So this isn't just about the workforce. This is about saying to a leader, there is no way that you can know it all or plan for it all. Everything is actually going to hit a fail. The question is, how soon can you see it? Can you talk about it? And do you have people ready to work together? So, one of the key things they do in the nuclear Navy is something called deference to expertise.
And that's leaders in authority getting comfortable saying, I'm not the expert. This person needs to make the decision right now. And that's really, you know, yeah. Elevating for the employee and maybe scary at first for a leader. But once you can walk through these scenarios a few times and they work, you can start to trust them, and you can start fueling.
I always laugh because it seems like in health care, we have a new this is the new thing you're going to do. Oh, by the way, it's going to make you work harder. So, when leaders realize, you know, my job is to go out there and make Their job easier. My job is just to go out and tell the truth and get it to where they can tell me the truth.
My job is to show them how they fit in. My job is to make sure they're learning. Suddenly, maybe leadership is a little more exciting when you realiz, you have this resource at your fingertips, waiting to share their expertise and their energy and you are not tapping into it.
It's. It's crazy.
It's very interesting what you're saying, because I feel like I'm in a workplace. They’re still not in a workplace in our society. This this mentality of victims and hero. So, we are victims. So, we need to be here. And it's a leader. You'd be a hero.
And to be a hero. You need to know everything. You need to save everyone. Everything is in your hand. And otherwise, everything is crumble. And I think that, very stressful to have that kind of expectation to yourself as a leader. But when you allow yourself to kind of spread those responsibilities, like just own your, decision and your choice, your behavior attitude, but then spread that solutions and have other helping you that it's make it more, easier. But one thing, I don't know if this, Question related or not, because I think as a leaders, what they are experiencing is also, the fear of the performance, the fear that they're not seeing as a good performers, , as any other, you know, team members. And as a leader, when you're in the top, not to perform, it's even worse, right?

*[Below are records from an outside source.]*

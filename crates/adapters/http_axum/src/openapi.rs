//! Machine-readable description of the REST API.

use axum::Json;
use utoipa::OpenApi;

use roster_domain::stats::YearCount;
use roster_domain::student::Student;

use crate::api::students;

/// Path the generated document is served from.
pub const OPENAPI_PATH: &str = "/api-docs/openapi.json";

#[derive(OpenApi)]
#[openapi(
    info(title = "roster", description = "Gestion des étudiants"),
    paths(
        students::create,
        students::list,
        students::get,
        students::update,
        students::delete,
        students::count,
        students::stats_by_year,
    ),
    components(schemas(Student, YearCount)),
    tags((name = "students", description = "Student records and statistics"))
)]
pub struct ApiDoc;

/// `GET /api-docs/openapi.json`
pub async fn serve() -> Json<utoipa::openapi::OpenApi> {
    Json(ApiDoc::openapi())
}
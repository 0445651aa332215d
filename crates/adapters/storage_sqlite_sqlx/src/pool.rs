//! Opening the student database.

use std::str::FromStr;
use std::time::Duration;

use sqlx::SqlitePool;
use sqlx::migrate::Migrator;
use sqlx::sqlite::{SqliteConnectOptions, SqlitePoolOptions};

use crate::error::StorageError;

static MIGRATOR: Migrator = sqlx::migrate!("./migrations");

/// Writers wait this long on a locked database before giving up.
const BUSY_TIMEOUT: Duration = Duration::from_secs(5);

/// An open, migrated `SQLite` database.
pub struct Database {
    pool: SqlitePool,
}

impl Database {
    /// Open the database at `url` (`sqlite:roster.db`, `sqlite::memory:`, ...),
    /// creating the file when missing, and apply pending migrations.
    ///
    /// # Errors
    ///
    /// Returns [`StorageError`] if the URL is invalid, the connection fails
    /// or a migration cannot be applied.
    pub async fn open(url: &str) -> Result<Self, StorageError> {
        let options = SqliteConnectOptions::from_str(url)?
            .create_if_missing(true)
            .busy_timeout(BUSY_TIMEOUT);

        let pool = SqlitePoolOptions::new().connect_with(options).await?;
        MIGRATOR.run(&pool).await?;

        Ok(Self { pool })
    }

    /// Borrow the underlying connection pool.
    #[must_use]
    pub fn pool(&self) -> &SqlitePool {
        &self.pool
    }

    /// Wait for in-flight queries, then close every connection.
    pub async fn close(&self) {
        self.pool.close().await;
    }
}
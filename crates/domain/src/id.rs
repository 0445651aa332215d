//! Typed identifier newtypes backed by store-assigned integers.

use std::fmt;
use std::num::ParseIntError;
use std::str::FromStr;

use serde::{Deserialize, Serialize};

/// Unique identifier for a [`Student`](crate::student::Student).
///
/// Values are assigned by the persistence store on first insert; the domain
/// never fabricates one.
#[derive(Debug, Clone, Copy, PartialEq, Eq, PartialOrd, Ord, Hash, Serialize, Deserialize)]
#[cfg_attr(feature = "openapi", derive(utoipa::ToSchema))]
#[serde(transparent)]
pub struct StudentId(i64);

impl StudentId {
    /// Wrap a raw store identifier.
    #[must_use]
    pub const fn new(value: i64) -> Self {
        Self(value)
    }

    /// Access the inner integer.
    #[must_use]
    pub const fn as_i64(self) -> i64 {
        self.0
    }
}

impl From<i64> for StudentId {
    fn from(value: i64) -> Self {
        Self(value)
    }
}

impl fmt::Display for StudentId {
    fn fmt(&self, f: &mut fmt::Formatter<'_>) -> fmt::Result {
        self.0.fmt(f)
    }
}

impl FromStr for StudentId {
    type Err = ParseIntError;

    fn from_str(s: &str) -> Result<Self, Self::Err> {
        s.parse().map(Self)
    }
}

Like, you will be seen where everyone else will blame their leaders, but as a leader, there's nobody to blame. It's you. Do you have any tips on, or at least from the system perspective? , because I think if, if we are measure of a performance measure by a certain criteria, that actually cause fear and all the outcome that you have to have, you have to, feel this expectation, even though you don't know and the situation is always changing, that makes you as a leader afraid of, Oh, can I achieve this?
So, from the system perspective, how do organization can change the system so that the performance review or performance criteria of leaders change to support what you're saying? The change of, our, employment engagement.
Oh, absolutely. So, this is a topic, that is really hot out in the organizational performance world.
For me, it sort of looks like this, like, well, we're going to train these nurses. Oh, well, no, it's going to have to be the whole team. Oh, the CEO. Well, now what I've seen time and time again is an organization that is moving in the right direction. And then they get a new CEO, and they say, well, I really was happy with the control and compliance.
And now I'm like, you know what? This is actually a board thing. And it is a measurement thing. And it is an interesting new time situation. So, we are measuring the wrong things. A lot of times it's the tick, the box. We had the conversation. Well, how was the quality of the conversation? And we literally, I, we just had this conversation where we were talking about, because let's say the KPI is we're just going to look at the money.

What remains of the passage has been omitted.